Given that NAFLD represents a complex disorder influenced by the interplay between genetic and environmental factors, multi-gene or SNP-SNP interaction studies may help discover the risk factors for NAFLD. Accordingly, we performed the MDR (12) and GMDR (20) to determine the potential SNP-SNP interactions between the 3 SNPs in the SAMM50 gene. The analysis of the SNP-SNP interactions showed a strong interaction between rs738491, rs2143571, and rs3761472 regarding susceptibility to NAFLD. As is described in Table 5, the results of the GMDR indicated that a synergistic relationship might exist between rs738491, rs2143571, and rs3761472 in the SAMM50 gene and the pathophysiology and genetic background of NAFLD. Additionally, a combination of rs2143571 and rs3761472 was the best model to predict the susceptibility to NAFLD compared to the single SNP alone.
However, several limitations existed in our study. First, the lack of liver biopsy is the main limitation of the present study. Liver biopsy is recognized as the gold standard in providing an accurate diagnosis of NAFLD; it is, however, expensive and not ethically feasible for uninvestigated subjects in epidemiological studies. We determined the hepatic fat content employing liver ultrasonography, which is widely utilized for the measurement of fatty liver disease (9) but cannot provide reliable quantitative information (21, 22). Moreover, liver ultrasonography cannot detect small changes in hepatic fat content over time, and its sensitivity and specificity are decreased in diagnosing obese NAFLD patients (23). Second, the underlying molecular mechanisms of the association and the SNP-SNP interactions should be explored by future basic and clinical studies.

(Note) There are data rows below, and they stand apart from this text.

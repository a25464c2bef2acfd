// This Source Code Form is subject to the terms of the Mozilla Public
// License, v. 2.0. If a copy of the MPL was not distributed with this
// file, You can obtain one at https://mozilla.org/MPL/2.0/.

//! `<mesh>` data extraction: sources, vertices and triangle primitives.

use crate::document::{child, children_named, parse_floats, parse_indices, strip_hash};
use crate::error::{Error, Result};
use roxmltree::Node;

/// Primitive kinds that are recognized but not converted
const SKIPPED_PRIMITIVES: &[&str] = &["lines", "linestrips", "polygons", "polylist", "trifans", "tristrips"];

/// Raw vertex data of one `<triangles>` element, in document units
#[derive(Debug, Clone, Default, PartialEq)]
pub struct RawTriangles {
    pub positions: Vec<f64>,
    /// Empty or parallel to `positions`
    pub normals: Vec<f64>,
    pub triangles: Vec<u32>,
    /// Material symbol bound through `<instance_material>`
    pub material: Option<String>,
}

/// Extract every `<triangles>` primitive of a `<geometry>`.
///
/// Other primitive kinds are skipped with a debug log.
pub fn read_geometry(geometry: Node) -> Result<Vec<RawTriangles>> {
    let geometry_id = geometry.attribute("id").unwrap_or_default();
    let Some(mesh) = child(geometry, "mesh") else {
        tracing::debug!(geometry = geometry_id, "Geometry has no <mesh>, skipping");
        return Ok(Vec::new());
    };

    let mut primitives = Vec::new();
    for element in mesh.children().filter(|n| n.is_element()) {
        let name = element.tag_name().name();
        if name == "triangles" {
            primitives.push(read_triangles(mesh, element)?);
        } else if SKIPPED_PRIMITIVES.contains(&name) {
            tracing::debug!(geometry = geometry_id, primitive = name, "Unsupported primitive, skipping");
        }
    }
    Ok(primitives)
}

fn read_triangles(mesh: Node, triangles: Node) -> Result<RawTriangles> {
    let inputs: Vec<Input> = children_named(triangles, "input")
        .map(Input::read)
        .collect::<Result<_>>()?;

    let vertex_input = inputs
        .iter()
        .find(|i| i.semantic == "VERTEX")
        .ok_or_else(|| Error::unreadable("<triangles> without a VERTEX input"))?;
    let stride = inputs.iter().map(|i| i.offset).max().unwrap_or(0) + 1;

    let vertices = find_by_id(mesh, "vertices", vertex_input.source)?;
    let mut positions = Vec::new();
    let mut normals = Vec::new();
    for input in children_named(vertices, "input") {
        let input = Input::read(input)?;
        match input.semantic {
            "POSITION" => positions = read_source(mesh, input.source)?,
            "NORMAL" => normals = read_source(mesh, input.source)?,
            _ => {}
        }
    }
    if positions.is_empty() {
        return Err(Error::unreadable(format!(
            "<vertices id=\"{}\"> has no POSITION data",
            vertex_input.source
        )));
    }

    let p = match child(triangles, "p").and_then(|n| n.text()) {
        Some(text) => parse_indices(text)?,
        None => Vec::new(),
    };
    let corners = p.len() / stride;
    let corners = corners - corners % 3;

    let triangle_indices: Vec<u32> = (0..corners)
        .map(|c| p[c * stride + vertex_input.offset])
        .collect();

    // A primitive-level NORMAL input is scattered onto the shared vertex slots
    if let Some(normal_input) = inputs.iter().find(|i| i.semantic == "NORMAL") {
        let source = read_source(mesh, normal_input.source)?;
        let mut scattered = vec![0.0; positions.len()];
        for c in 0..corners {
            let vertex = triangle_indices[c] as usize;
            let normal = p[c * stride + normal_input.offset] as usize;
            if vertex * 3 + 2 < scattered.len() && normal * 3 + 2 < source.len() {
                scattered[vertex * 3..vertex * 3 + 3].copy_from_slice(&source[normal * 3..normal * 3 + 3]);
            }
        }
        normals = scattered;
    }
    if normals.len() != positions.len() {
        normals.clear();
    }

    Ok(RawTriangles {
        positions,
        normals,
        triangles: triangle_indices,
        material: triangles.attribute("material").map(str::to_string),
    })
}

struct Input<'a> {
    semantic: &'a str,
    source: &'a str,
    offset: usize,
}

impl<'a> Input<'a> {
    fn read(node: Node<'a, '_>) -> Result<Self> {
        let semantic = node.attribute("semantic").unwrap_or_default();
        let source = strip_hash(node.attribute("source").unwrap_or_default());
        let offset = match node.attribute("offset") {
            Some(v) => v
                .trim()
                .parse()
                .map_err(|_| Error::unreadable(format!("invalid input offset '{}'", v)))?,
            None => 0,
        };
        Ok(Self {
            semantic,
            source,
            offset,
        })
    }
}

fn find_by_id<'a, 'input>(
    mesh: Node<'a, 'input>,
    tag: &'static str,
    id: &str,
) -> Result<Node<'a, 'input>> {
    children_named(mesh, tag)
        .find(|n| n.attribute("id") == Some(id))
        .ok_or_else(|| Error::unreadable(format!("mesh has no <{} id=\"{}\">", tag, id)))
}

/// Read XYZ triples from a `<source>`, honouring the accessor stride.
fn read_source(mesh: Node, id: &str) -> Result<Vec<f64>> {
    let source = find_by_id(mesh, "source", id)?;
    let values = match child(source, "float_array").and_then(|n| n.text()) {
        Some(text) => parse_floats(text)?,
        None => Vec::new(),
    };

    let accessor = child(source, "technique_common").and_then(|t| child(t, "accessor"));
    let stride = accessor
        .and_then(|a| a.attribute("stride"))
        .and_then(|s| s.trim().parse::<usize>().ok())
        .unwrap_or(3);
    if stride < 3 {
        return Err(Error::unreadable(format!("source \"{}\" has stride {}", id, stride)));
    }
    if stride == 3 {
        let whole = values.len() - values.len() % 3;
        return Ok(values[..whole].to_vec());
    }
    Ok(values.chunks_exact(stride).flat_map(|c| c[..3].to_vec()).collect())
}

#[cfg(test)]
mod tests {
    use super::*;

    fn geometry(xml: &str) -> Vec<RawTriangles> {
        let doc = roxmltree::Document::parse(xml).unwrap();
        read_geometry(doc.root_element()).unwrap()
    }

    #[test]
    fn test_shared_offsets() {
        let prims = geometry(
            r##"<geometry id="g"><mesh>
              <source id="p"><float_array count="9">0 0 0 1 0 0 0 1 0</float_array>
                <technique_common><accessor count="3" stride="3"/></technique_common></source>
              <vertices id="v"><input semantic="POSITION" source="#p"/></vertices>
              <triangles count="1" material="mat"><input semantic="VERTEX" source="#v" offset="0"/><p>0 1 2</p></triangles>
              <polylist count="1"><input semantic="VERTEX" source="#v" offset="0"/><vcount>3</vcount><p>0 1 2</p></polylist>
            </mesh></geometry>"##,
        );
        assert_eq!(prims.len(), 1);
        assert_eq!(prims[0].positions.len(), 9);
        assert_eq!(prims[0].triangles, vec![0, 1, 2]);
        assert!(prims[0].normals.is_empty());
        assert_eq!(prims[0].material.as_deref(), Some("mat"));
    }

    #[test]
    fn test_interleaved_indices_and_normals() {
        let prims = geometry(
            r##"<geometry id="g"><mesh>
              <source id="p"><float_array>0 0 0 1 0 0 0 1 0</float_array></source>
              <source id="n"><float_array>0 0 1</float_array></source>
              <vertices id="v"><input semantic="POSITION" source="#p"/></vertices>
              <triangles count="1">
                <input semantic="VERTEX" source="#v" offset="0"/>
                <input semantic="NORMAL" source="#n" offset="1"/>
                <p>2 0 1 0 0 0</p>
              </triangles>
            </mesh></geometry>"##,
        );
        assert_eq!(prims[0].triangles, vec![2, 1, 0]);
        assert_eq!(prims[0].normals, vec![0.0, 0.0, 1.0, 0.0, 0.0, 1.0, 0.0, 0.0, 1.0]);
    }

    #[test]
    fn test_wide_stride_source() {
        let prims = geometry(
            r##"<geometry id="g"><mesh>
              <source id="p"><float_array>0 0 0 9 1 0 0 9 0 1 0 9</float_array>
                <technique_common><accessor stride="4"/></technique_common></source>
              <vertices id="v"><input semantic="POSITION" source="#p"/></vertices>
              <triangles><input semantic="VERTEX" source="#v" offset="0"/><p>0 1 2</p></triangles>
            </mesh></geometry>"##,
        );
        assert_eq!(prims[0].positions, vec![0.0, 0.0, 0.0, 1.0, 0.0, 0.0, 0.0, 1.0, 0.0]);
    }

    #[test]
    fn test_missing_vertex_input() {
        let doc = roxmltree::Document::parse(
            r#"<geometry id="g"><mesh><triangles><p>0 1 2</p></triangles></mesh></geometry>"#,
        )
        .unwrap();
        assert!(read_geometry(doc.root_element()).is_err());
    }
}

We first demonstrated that genetic variants in rs738491, rs2143571, and rs3761472 in the SAMM50 gene created susceptibility to NAFLD in a Chinese Han population. The SNP-SNP interaction studies showed that a combination of the 3 SNPs in the SAMM50 gene might have synergism to predict the predisposition to NAFLD. The present study will help identify high-risk populations and perform appropriate interventions. Meanwhile, it will provide new ideas for the prevention and treatment of NAFLD.